Earlier Birds

An insistent chirrup gave it away: a just-out-of-the-nest blackbird begging for food under the shelter of an evergreen oak. Its parents were both in close attendance, and if they’re capable of complex thought they were no doubt thinking smugly that their gamble had paid off. The blackbird is usually an early bird, but a fledged chick on February 10th is evidence of an astonishingly early breeding attempt, though by all reports not an isolated one this year. Somehow this pair had snuck around building a nest, feeding and raising a chick almost under our noses, deep in the low hedges that line a well-traversed footpath. I’d seen the male carrying a worm, rather than immediately swallowing it, but not put two and two together. I hadn’t heard him singing, nor seen either parent carrying nest material.

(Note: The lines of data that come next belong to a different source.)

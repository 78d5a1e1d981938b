//! `$ref` resolution.
//!
//! Two passes so that cycles between schemas are harmless:
//! 1. [`build_index`] registers every top-level schema and, recursively, every
//!    nested `properties` entry under its JSON pointer.
//! 2. [`resolve`] walks the references reachable from the chosen roots and
//!    binds each one to an index entry. Binding only records a name and a
//!    location, never a compiled form.
//!
//! Sub-level indexing follows `properties` only; nodes under `items`, `allOf`,
//! `oneOf` or `anyOf` cannot be the target of a pointer.
use std::collections::{BTreeMap, BTreeSet, VecDeque};

use tracing::{debug, warn};

use crate::error::Diagnostic;
use crate::ir::normalize_ident;
use crate::model::{Document, Reference, Resolution, SchemaOrRef, SchemaPath};

pub const COMPONENTS_PREFIX: &str = "#/components/schemas/";

#[derive(Debug, Clone, PartialEq, Eq)]
pub struct IndexEntry {
    /// Canonical display name, qualified for nested entries (`Pet.Pet_owner`).
    pub name: String,
    pub target: SchemaPath,
}

/// Pointer → entry.
#[derive(Debug, Clone, Default)]
pub struct NameIndex {
    entries: BTreeMap<String, IndexEntry>,
}

impl NameIndex {
    pub fn get(&self, pointer: &str) -> Option<&IndexEntry> {
        self.entries.get(pointer)
    }

    pub fn len(&self) -> usize {
        self.entries.len()
    }

    pub fn is_empty(&self) -> bool {
        self.entries.is_empty()
    }
}

#[derive(Debug, Clone, Default)]
pub struct ResolveReport {
    pub resolved: usize,
    pub external: usize,
    pub diagnostics: Vec<Diagnostic>,
}

// ------------------------------- Pass 1 ---------------------------------- //

pub fn build_index(document: &Document) -> NameIndex {
    let mut index = NameIndex::default();
    for (name, node) in &document.components.schemas {
        let pointer = format!("{COMPONENTS_PREFIX}{}", escape_segment(name));
        let path = SchemaPath::root(name.clone());
        let display = normalize_ident(name);
        index.entries.insert(pointer.clone(), IndexEntry { name: display.clone(), target: path.clone() });
        index_properties(&mut index, node, &pointer, &display, name, &path);
    }
    debug!(entries = index.len(), "built reference index");
    index
}

/// `local` is the raw name the compiler gives this node's declaration; each
/// display segment is its emitted identifier, so the qualified name links to
/// what actually gets declared.
fn index_properties(
    index: &mut NameIndex,
    node: &SchemaOrRef,
    pointer: &str,
    display: &str,
    local: &str,
    path: &SchemaPath,
) {
    let Some(schema) = node.as_schema() else { return };
    for (property, child) in &schema.properties {
        let child_pointer = format!("{pointer}/properties/{}", escape_segment(property));
        let child_local = format!("{local}_{property}");
        let child_display = format!("{display}.{}", normalize_ident(&child_local));
        let child_path = path.child(property);
        index.entries.insert(
            child_pointer.clone(),
            IndexEntry { name: child_display.clone(), target: child_path.clone() },
        );
        index_properties(index, child, &child_pointer, &child_display, &child_local, &child_path);
    }
}

fn escape_segment(segment: &str) -> String {
    segment.replace('~', "~0").replace('/', "~1")
}

// ------------------------------- Pass 2 ---------------------------------- //

/// Bind every reference reachable from `roots` (all top-level schemas when
/// `None`). With explicit roots, every top-level schema a bound reference
/// lands in is walked too. Misses are reported, never fatal.
pub fn resolve(document: &mut Document, index: &NameIndex, roots: Option<&[String]>) -> ResolveReport {
    let mut report = ResolveReport::default();
    let mut queue: VecDeque<String> = match roots {
        Some(roots) => roots.iter().cloned().collect(),
        None => document.components.schemas.keys().cloned().collect(),
    };
    let mut visited = BTreeSet::new();

    while let Some(root) = queue.pop_front() {
        if !visited.insert(root.clone()) {
            continue;
        }
        let Some(node) = document.components.schemas.get_mut(&root) else {
            warn!(schema = %root, "filtered schema does not exist");
            report.diagnostics.push(Diagnostic::warning(&root, "no such schema in components"));
            continue;
        };
        let mut reached = Vec::new();
        resolve_node(node, index, &root, &mut report, &mut reached);
        if roots.is_some() {
            queue.extend(reached.into_iter().filter(|name| !visited.contains(name)));
        }
    }
    report
}

/// Build the index and resolve in one go.
pub fn resolve_document(document: &mut Document, roots: Option<&[String]>) -> ResolveReport {
    let index = build_index(document);
    resolve(document, &index, roots)
}

fn resolve_node(
    node: &mut SchemaOrRef,
    index: &NameIndex,
    schema: &str,
    report: &mut ResolveReport,
    reached: &mut Vec<String>,
) {
    match node {
        SchemaOrRef::Reference(reference) => bind(reference, index, schema, report, reached),
        SchemaOrRef::Schema(inner) => {
            for child in inner.children_mut() {
                resolve_node(child, index, schema, report, reached);
            }
        }
    }
}

fn bind(
    reference: &mut Reference,
    index: &NameIndex,
    schema: &str,
    report: &mut ResolveReport,
    reached: &mut Vec<String>,
) {
    // already bound: keep the first binding
    if let Some(resolution) = &reference.resolution {
        if let Resolution::Local { target, .. } = resolution {
            reached.push(target.root.clone());
        }
        return;
    }

    if let Some(external) = reference.external_resolution() {
        debug!(pointer = %reference.pointer, "external reference");
        reference.resolution = Some(external);
        report.external += 1;
        return;
    }

    match index.get(&reference.pointer) {
        Some(entry) => {
            debug!(pointer = %reference.pointer, name = %entry.name, "resolved");
            reached.push(entry.target.root.clone());
            reference.resolution = Some(Resolution::Local {
                name: entry.name.clone(),
                target: entry.target.clone(),
            });
            report.resolved += 1;
        }
        None => {
            warn!(schema, pointer = %reference.pointer, "cannot resolve reference");
            report.diagnostics.push(Diagnostic::warning(
                schema,
                format!("unresolved reference `{}`", reference.pointer),
            ));
        }
    }
}

#[cfg(test)]
mod tests {
    use super::*;

    fn doc(src: &str) -> Document {
        Document::from_yaml_str(src).unwrap()
    }

    const CYCLIC: &str = r##"
components:
  schemas:
    Node:
      type: object
      properties:
        next: { $ref: '#/components/schemas/Node' }
        owner:
          type: object
          properties:
            address:
              type: object
              properties:
                city: { type: string }
        tags:
          type: array
          items: { $ref: '#/components/schemas/Tag' }
    Tag:
      type: string
    Lonely:
      type: object
      properties:
        ghost: { $ref: '#/components/schemas/Ghost' }
        city: { $ref: '#/components/schemas/Node/properties/owner/properties/address' }
"##;

    fn resolution_of<'a>(document: &'a Document, path: &SchemaPath) -> Option<&'a Resolution> {
        document.lookup(path)?.as_reference()?.resolution.as_ref()
    }

    #[test]
    fn index_covers_nested_properties_only() {
        let d = doc(CYCLIC);
        let index = build_index(&d);
        assert_eq!(index.get("#/components/schemas/Node").unwrap().name, "Node");
        let address = index
            .get("#/components/schemas/Node/properties/owner/properties/address")
            .unwrap();
        assert_eq!(address.name, "Node.Node_owner.Node_owner_address");
        assert_eq!(address.target, SchemaPath::root("Node").child("owner").child("address"));
        // items are not indexed
        assert!(index.get("#/components/schemas/Node/properties/tags/items").is_none());
    }

    #[test]
    fn self_references_and_nested_pointers_bind() {
        let mut d = doc(CYCLIC);
        let report = resolve_document(&mut d, None);
        assert_eq!(report.resolved, 3);
        assert_eq!(report.diagnostics.len(), 1);
        assert!(report.diagnostics[0].message.contains("Ghost"));

        match resolution_of(&d, &SchemaPath::root("Node").child("next")) {
            Some(Resolution::Local { name, target }) => {
                assert_eq!(name, "Node");
                assert_eq!(target, &SchemaPath::root("Node"));
            }
            other => panic!("unexpected {other:?}"),
        }
        match resolution_of(&d, &SchemaPath::root("Lonely").child("city")) {
            Some(Resolution::Local { name, .. }) => assert_eq!(name, "Node.Node_owner.Node_owner_address"),
            other => panic!("unexpected {other:?}"),
        }
        assert!(resolution_of(&d, &SchemaPath::root("Lonely").child("ghost")).is_none());
    }

    #[test]
    fn resolution_is_idempotent() {
        let mut d = doc(CYCLIC);
        let index = build_index(&d);
        resolve(&mut d, &index, None);
        let before = resolution_of(&d, &SchemaPath::root("Node").child("next")).cloned();
        let again = resolve(&mut d, &index, None);
        assert_eq!(again.resolved, 0);
        assert_eq!(resolution_of(&d, &SchemaPath::root("Node").child("next")).cloned(), before);
    }

    #[test]
    fn filtered_roots_pull_in_referenced_schemas() {
        let src = r##"
components:
  schemas:
    A:
      type: object
      properties:
        b: { $ref: '#/components/schemas/B' }
    B:
      type: array
      items: { $ref: '#/components/schemas/C' }
    C:
      type: object
      properties:
        x: { type: string }
    D:
      type: object
      properties:
        c: { $ref: '#/components/schemas/C' }
"##;
        let mut d = doc(src);
        let report = resolve_document(&mut d, Some(&["A".to_string()]));
        assert_eq!(report.resolved, 2);
        let items = d.components.schemas["B"].as_schema().unwrap().items.as_ref().unwrap();
        assert!(items.as_reference().unwrap().is_resolved());
        // D is neither filtered nor reachable
        assert!(resolution_of(&d, &SchemaPath::root("D").child("c")).is_none());
    }

    #[test]
    fn external_pointers_bypass_the_index() {
        let mut d = doc(
            "components:\n  schemas:\n    Price:\n      type: object\n      properties:\n        amount: { $ref: 'common.yaml#/components/schemas/Money' }\n",
        );
        let report = resolve_document(&mut d, None);
        assert_eq!(report.external, 1);
        assert!(report.diagnostics.is_empty());
        assert_eq!(
            resolution_of(&d, &SchemaPath::root("Price").child("amount")),
            Some(&Resolution::External {
                package: "common".into(),
                name: "Money".into(),
                import: "common.proto".into(),
            })
        );
    }

    #[test]
    fn canonical_names_are_emitted_identifiers() {
        let d = doc(
            "components:\n  schemas:\n    v1.Pod:\n      type: object\n      properties:\n        owner-info:\n          type: object\n",
        );
        let index = build_index(&d);
        assert_eq!(index.get("#/components/schemas/v1.Pod").unwrap().name, "v1_Pod");
        let nested = index.get("#/components/schemas/v1.Pod/properties/owner-info").unwrap();
        assert_eq!(nested.name, "v1_Pod.v1_Pod_owner_info");
        assert_eq!(nested.target, SchemaPath::root("v1.Pod").child("owner-info"));
    }
}
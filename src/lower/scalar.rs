// Basic types
// OpenAPI refines `number`/`integer` through `format`; proto3 has one type per width:
// type  = "double" | "float" | "int32" | "int64" | "uint32" | "uint64"
//       | "sint32" | "sint64" | "fixed32" | "fixed64" | "sfixed32" | "sfixed64"
//       | "bool" | "string" | "bytes" | messageType | enumType

use crate::ir::TypeName;
use crate::model::{Schema, SchemaType};

const INTEGER_FORMATS: &[&str] = &[
    "int32", "int64", "uint32", "uint64", "sint32", "sint64", "fixed32", "fixed64", "sfixed32", "sfixed64",
];

/// `None` when the node has no `type` at all.
pub fn type_name(schema: &Schema) -> Option<TypeName> {
    let format = schema.format.as_deref();
    let name = match schema.kind.as_ref()? {
        SchemaType::Number => match format {
            Some("float") => "float",
            _ => "double",
        },
        SchemaType::Integer => match format {
            Some(width) if INTEGER_FORMATS.contains(&width) => width,
            _ => "int32",
        },
        SchemaType::Boolean => "bool",
        SchemaType::String => match format {
            Some("binary") => "bytes",
            _ => "string",
        },
        // object/array only reach here through a caller that skipped the shape rules
        other => other.as_str(),
    };
    Some(TypeName { name: name.to_string() })
}
//! Deserialization with document-path context in error messages.
use serde::de::DeserializeOwned;

use crate::error::LoadError;

/// Source syntax of a document or config file.
#[derive(Debug, Clone, Copy, PartialEq, Eq)]
pub enum Format {
    Json,
    Yaml,
}

impl Format {
    /// `.json` is JSON; everything else is read as YAML (a JSON superset).
    pub fn from_path(path: &std::path::Path) -> Self {
        match path.extension().and_then(|ext| ext.to_str()) {
            Some(ext) if ext.eq_ignore_ascii_case("json") => Format::Json,
            _ => Format::Yaml,
        }
    }
}

pub fn from_str_with_path<T: DeserializeOwned>(src: &str, format: Format) -> Result<T, LoadError> {
    match format {
        Format::Json => {
            let de = &mut serde_json::Deserializer::from_str(src);
            serde_path_to_error::deserialize::<_, T>(de).map_err(|err| LoadError::Syntax {
                path: err.path().to_string(),
                message: err.into_inner().to_string(),
            })
        }
        Format::Yaml => {
            let de = serde_yaml::Deserializer::from_str(src);
            serde_path_to_error::deserialize::<_, T>(de).map_err(|err| LoadError::Syntax {
                path: err.path().to_string(),
                message: err.into_inner().to_string(),
            })
        }
    }
}
//! Golden-file runner for `tests/fixtures`.
//!
//! ```text
//! cargo run -p dev-test-runner                  # compare
//! cargo run -p dev-test-runner -- --bless       # rewrite expected .proto files
//! cargo run -p dev-test-runner -- --filter pet  # only matching cases
//! ```
use std::path::{Path, PathBuf};

use clap::Parser;
use colored::Colorize;
use oas_proto::{to_proto, Document, GenerationOptions};
use pretty_assertions::StrComparison;
use regex::Regex;
use serde::Serialize;

#[derive(Parser, Debug)]
struct Args {
    /// fixture directory
    #[arg(long, default_value = "tests/fixtures")]
    dir: PathBuf,
    /// overwrite expected output with what the compiler produces now
    #[arg(long, default_value_t = false)]
    bless: bool,
    /// only run cases whose name matches this regex
    #[arg(long)]
    filter: Option<Regex>,
    /// write a JSON summary here
    #[arg(long)]
    report: Option<PathBuf>,
}

#[derive(Debug, Serialize)]
#[serde(rename_all = "lowercase")]
enum Outcome {
    Pass,
    Fail,
    Blessed,
    Error,
}

#[derive(Debug, Serialize)]
struct CaseReport {
    case: String,
    outcome: Outcome,
    diagnostics: Vec<String>,
    #[serde(skip_serializing_if = "Option::is_none")]
    error: Option<String>,
}

fn main() {
    let args = Args::parse();
    let cases = match collect_cases(&args.dir, args.filter.as_ref()) {
        Ok(cases) => cases,
        Err(error) => {
            eprintln!("{} {}: {error}", "error:".red().bold(), args.dir.display());
            std::process::exit(2);
        }
    };

    let reports: Vec<CaseReport> = cases.iter().map(|case| run_case(case, args.bless)).collect();

    let failed = reports
        .iter()
        .filter(|r| matches!(r.outcome, Outcome::Fail | Outcome::Error))
        .count();
    println!("{} case(s), {} failed", reports.len(), failed);

    if let Some(path) = &args.report {
        let json = serde_json::to_string_pretty(&reports).unwrap_or_default();
        if let Err(error) = std::fs::write(path, json) {
            eprintln!("{} {}: {error}", "error:".red().bold(), path.display());
        }
    }
    if failed > 0 {
        std::process::exit(1);
    }
}

fn collect_cases(dir: &Path, filter: Option<&Regex>) -> std::io::Result<Vec<PathBuf>> {
    let mut cases = Vec::new();
    for entry in std::fs::read_dir(dir)? {
        let path = entry?.path();
        let Some(name) = path.file_name().and_then(|n| n.to_str()) else { continue };
        if !name.ends_with(".yaml") || name.ends_with(".options.yaml") {
            continue;
        }
        if filter.is_some_and(|re| !re.is_match(name)) {
            continue;
        }
        cases.push(path);
    }
    cases.sort();
    Ok(cases)
}

fn run_case(case: &Path, bless: bool) -> CaseReport {
    let name = case.file_stem().and_then(|s| s.to_str()).unwrap_or_default().to_string();
    let expected_path = case.with_extension("proto");

    let produced = compile(case);
    let (text, diagnostics) = match produced {
        Ok(ok) => ok,
        Err(error) => {
            println!("{} {name}: {error}", "ERROR".red().bold());
            return CaseReport { case: name, outcome: Outcome::Error, diagnostics: Vec::new(), error: Some(error) };
        }
    };

    let outcome = if bless {
        match std::fs::write(&expected_path, &text) {
            Ok(()) => Outcome::Blessed,
            Err(error) => {
                println!("{} {name}: {error}", "ERROR".red().bold());
                return CaseReport { case: name, outcome: Outcome::Error, diagnostics, error: Some(error.to_string()) };
            }
        }
    } else {
        let expected = std::fs::read_to_string(&expected_path).unwrap_or_default();
        if expected == text {
            Outcome::Pass
        } else {
            println!("{}", StrComparison::new(&expected, &text));
            Outcome::Fail
        }
    };

    let label = match outcome {
        Outcome::Pass => "PASS".green(),
        Outcome::Blessed => "BLESSED".cyan(),
        _ => "FAIL".red(),
    };
    println!("{label} {name}");
    CaseReport { case: name, outcome, diagnostics, error: None }
}

fn compile(case: &Path) -> Result<(String, Vec<String>), String> {
    let options_path = case.with_extension("options.yaml");
    let options = if options_path.exists() {
        GenerationOptions::load(&options_path).map_err(|e| e.to_string())?
    } else {
        GenerationOptions::default()
    };
    let mut document = Document::load(case).map_err(|e| e.to_string())?;
    let (text, compiled) = to_proto(&mut document, &options).map_err(|e| e.to_string())?;
    let diagnostics = compiled.diagnostics.iter().map(ToString::to_string).collect();
    Ok((text, diagnostics))
}
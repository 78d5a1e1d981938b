use std::fmt;
use std::path::PathBuf;

use thiserror::Error;

/// Reasons a single top-level schema fails to compile. None of these abort a
/// lenient run; the orchestrator decides what a failure means.
#[derive(Debug, Clone, Error, PartialEq, Eq)]
pub enum CompileError {
    #[error("{schema}: reference `{pointer}` does not resolve")]
    UnresolvedReference { schema: String, pointer: String },

    #[error("{schema}: invalid additionalProperties: {reason}")]
    InvalidOpenMapShape { schema: String, reason: String },

    #[error("{schema}: allOf member #{member} {reason}")]
    InvalidCompositionMember { schema: String, member: usize, reason: String },

    #[error("{schema}: invalid enum: {reason}")]
    InvalidEnumShape { schema: String, reason: String },

    #[error("{schema}: top-level {shape} needs boxing, which is disabled")]
    UnsupportedTopLevelShape { schema: String, shape: &'static str },

    #[error("{schema}: oneOf alternatives collide on field `{field}`")]
    DuplicateAlternative { schema: String, field: String },

    #[error("{schema}: array has no `items`")]
    MissingItems { schema: String },

    #[error("{schema}: x-properties-order names unknown property `{property}`")]
    UnknownOrderedProperty { schema: String, property: String },

    #[error("{schema}: reference cycle through `{pointer}`")]
    CyclicReference { schema: String, pointer: String },

    #[error("{schema}: no `type` and no composition keyword, cannot pick a scalar")]
    UntypedSchema { schema: String },
}

/// Failures reading a document or a config file.
#[derive(Debug, Error)]
pub enum LoadError {
    #[error("cannot read {}: {source}", path.display())]
    Io {
        path: PathBuf,
        #[source]
        source: std::io::Error,
    },
    #[error("at {path}: {message}")]
    Syntax { path: String, message: String },
}

#[derive(Debug, Clone, Copy, PartialEq, Eq, PartialOrd, Ord)]
pub enum Severity {
    Warning,
    Error,
}

/// Something worth telling the user about a run that did not stop it.
#[derive(Debug, Clone, PartialEq, Eq)]
pub struct Diagnostic {
    pub severity: Severity,
    pub schema: String,
    pub message: String,
}

impl Diagnostic {
    pub fn warning(schema: impl Into<String>, message: impl Into<String>) -> Self {
        Self { severity: Severity::Warning, schema: schema.into(), message: message.into() }
    }

    pub fn error(schema: impl Into<String>, message: impl Into<String>) -> Self {
        Self { severity: Severity::Error, schema: schema.into(), message: message.into() }
    }
}

impl fmt::Display for Diagnostic {
    fn fmt(&self, f: &mut fmt::Formatter<'_>) -> fmt::Result {
        let level = match self.severity {
            Severity::Warning => "warning",
            Severity::Error => "error",
        };
        write!(f, "{level}: [{}] {}", self.schema, self.message)
    }
}
/// Matches a learning's free-text target label against located sections.
///
/// The label is normalized to the marker alphabet (lowercase, hyphens for
/// spaces) and compared by substring against each marker in document order.
/// First match wins; there is no scoring or ambiguity resolution.
use crate::model::{Directive, Learning, Section};

/// Outcome of placing one actionable learning.
#[derive(Debug, Clone)]
pub enum MatchOutcome {
    /// A section matched; here is where and what to insert.
    Placed(Directive),
    /// No marker contained the normalized label.
    NoSection { target_section: String },
}

/// Select the first section whose marker contains the learning's normalized
/// target label, and render the placement directive for it.
pub fn map_learning(learning: &Learning, sections: &[Section]) -> MatchOutcome {
    let needle = normalize_label(&learning.target_section);

    match sections.iter().find(|s| s.marker.contains(&needle)) {
        Some(section) => MatchOutcome::Placed(Directive {
            pattern: learning.pattern.clone(),
            target_name: section.name.clone(),
            heading_line: section.heading_line,
            anchor_line: section.anchor_line,
            confidence: learning.confidence,
            insertion_text: learning.suggested_text.clone(),
        }),
        None => MatchOutcome::NoSection {
            target_section: learning.target_section.clone(),
        },
    }
}

fn normalize_label(label: &str) -> String {
    label.to_lowercase().replace(' ', "-")
}
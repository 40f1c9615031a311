use std::fmt;

use serde::{Deserialize, Serialize};

/// A single learning extracted from a session learnings document.
#[derive(Debug, Clone, Serialize, Deserialize)]
pub struct Learning {
    /// Enclosing `### ` heading text, e.g. "Git Workflow Patterns"
    pub category: String,
    /// One-line description from the first bullet under the category
    pub pattern: String,
    /// Free-text label naming the intended destination section
    pub target_section: String,
    /// Confidence tier from the labeled field
    pub confidence: Confidence,
    /// Whether the learning should be acted on
    pub actionable: bool,
    /// Verbatim text captured from the suggested-addition fence,
    /// including any nested code fences
    pub suggested_text: String,
    /// 1-based line number where this record began
    pub source_line: usize,
}

/// Confidence tier parsed from a `**Confidence:**` field.
///
/// Anything that is not exactly `High` or `Medium` reports as `Low`,
/// matching how the original tool buckets its output.
#[derive(Debug, Clone, Copy, PartialEq, Eq, Serialize, Deserialize)]
pub enum Confidence {
    High,
    Medium,
    Low,
}

impl Confidence {
    /// Map a cleaned field value to a tier. Case-sensitive.
    pub fn parse(value: &str) -> Self {
        match value {
            "High" => Confidence::High,
            "Medium" => Confidence::Medium,
            _ => Confidence::Low,
        }
    }
}

impl fmt::Display for Confidence {
    fn fmt(&self, f: &mut fmt::Formatter<'_>) -> fmt::Result {
        let s = match self {
            Confidence::High => "High",
            Confidence::Medium => "Medium",
            Confidence::Low => "Low",
        };
        f.write_str(s)
    }
}

/// An addressable insertion point in the knowledge-base document.
#[derive(Debug, Clone, Serialize, Deserialize)]
pub struct Section {
    /// Nearest preceding heading text, heading syntax stripped
    pub name: String,
    /// Lowercase-hyphen token from the `<!-- LEARNINGS:... -->` marker
    pub marker: String,
    /// 1-based line number of the marker; insertions go right after it
    pub anchor_line: usize,
    /// 1-based line number of the governing heading
    pub heading_line: usize,
}

/// Computed placement for one matched, actionable learning.
#[derive(Debug, Clone, Serialize, Deserialize)]
pub struct Directive {
    /// Pattern text of the source learning (for display)
    pub pattern: String,
    /// Name of the matched section
    pub target_name: String,
    /// Line of the matched section's heading
    pub heading_line: usize,
    /// Line the insertion should be appended after
    pub anchor_line: usize,
    /// Confidence tier of the source learning
    pub confidence: Confidence,
    /// Verbatim text to insert
    pub insertion_text: String,
}
use std::path::{Path, PathBuf};

use clap::Parser;

use crate::error::AppError;

/// Map session learnings to CLAUDE.md sections and suggest insertions.
#[derive(Parser, Debug)]
#[command(name = "learnings-mapper", version)]
#[command(about = "Map session learnings to CLAUDE.md sections and suggest insertions")]
pub struct Cli {
    /// Path to the session learnings markdown file
    pub learning_file: Option<PathBuf>,

    /// Path to the session learnings markdown file (alternative flag)
    #[arg(long = "learning-file", value_name = "PATH")]
    pub learning_file_flag: Option<PathBuf>,

    /// Path to the CLAUDE.md file
    #[arg(long, default_value = "CLAUDE.md")]
    pub claude_file: PathBuf,

    /// Project root for resolving relative paths (default: current directory)
    #[arg(long)]
    pub project_root: Option<PathBuf>,

    /// Emit the mapping as JSON instead of a text report
    #[arg(long)]
    pub json: bool,
}

/// Validated run configuration with fully resolved paths.
///
/// Both input files must exist before any parsing starts; a missing input
/// is the only fatal anomaly in the whole run.
#[derive(Debug, Clone)]
pub struct Config {
    pub learning_file: PathBuf,
    pub claude_file: PathBuf,
    pub project_root: PathBuf,
    pub json: bool,
}

impl Config {
    pub fn from_cli(cli: Cli) -> Result<Self, AppError> {
        let project_root = match cli.project_root {
            Some(root) => root,
            None => std::env::current_dir().map_err(|e| {
                AppError::Config(format!("cannot determine current directory: {e}"))
            })?,
        };

        let learning_file = cli
            .learning_file_flag
            .or(cli.learning_file)
            .ok_or_else(|| {
                AppError::Config(
                    "learning file is required (positional argument or --learning-file)"
                        .to_string(),
                )
            })?;

        let learning_file = resolve(&project_root, learning_file);
        let claude_file = resolve(&project_root, cli.claude_file);

        if !learning_file.exists() {
            return Err(AppError::MissingInput(learning_file));
        }
        if !claude_file.exists() {
            return Err(AppError::MissingInput(claude_file));
        }

        Ok(Self {
            learning_file,
            claude_file,
            project_root,
            json: cli.json,
        })
    }

    pub fn read_learnings(&self) -> Result<String, AppError> {
        read(&self.learning_file)
    }

    pub fn read_claude(&self) -> Result<String, AppError> {
        read(&self.claude_file)
    }
}

fn resolve(root: &Path, path: PathBuf) -> PathBuf {
    if path.is_absolute() {
        path
    } else {
        root.join(path)
    }
}

fn read(path: &Path) -> Result<String, AppError> {
    std::fs::read_to_string(path).map_err(|source| AppError::Io {
        path: path.to_path_buf(),
        source,
    })
}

At dusk on that same day a different male blackbird was in full song on the edge of the wood. Perhaps he was singing to share in the joy of his neighbour’s new arrival; more likely he felt a sudden urge to get started on the breeding season himself. Since that evening a week ago the blackbird chorus has continued building, voices of remarkable richness that by the height of spring will blend into a soothing, mellifluous wall of sound.

Elsewhere in Whiteknights Park, this afternoon two goldcrests were in the midst of a ferocious territorial scrap. I tried in vain to follow them with my binoculars as they made rapid laps of an ornamental fir. Eventually the pair ended up in a face-off on an open branch, calling defiantly. One seemed to back down, at which the other raised his crest triumphantly. When a male goldcrest parts the feathers of his thin yellow crown stripe he reveals feathers beneath of the most intense orange, and this one was simply ablaze with colour and heat. It was nothing short of astonishing. This little bird, barely 1/20th the weight of a male blackbird, raged and glowed, exuding power as though nothing in the world could touch him.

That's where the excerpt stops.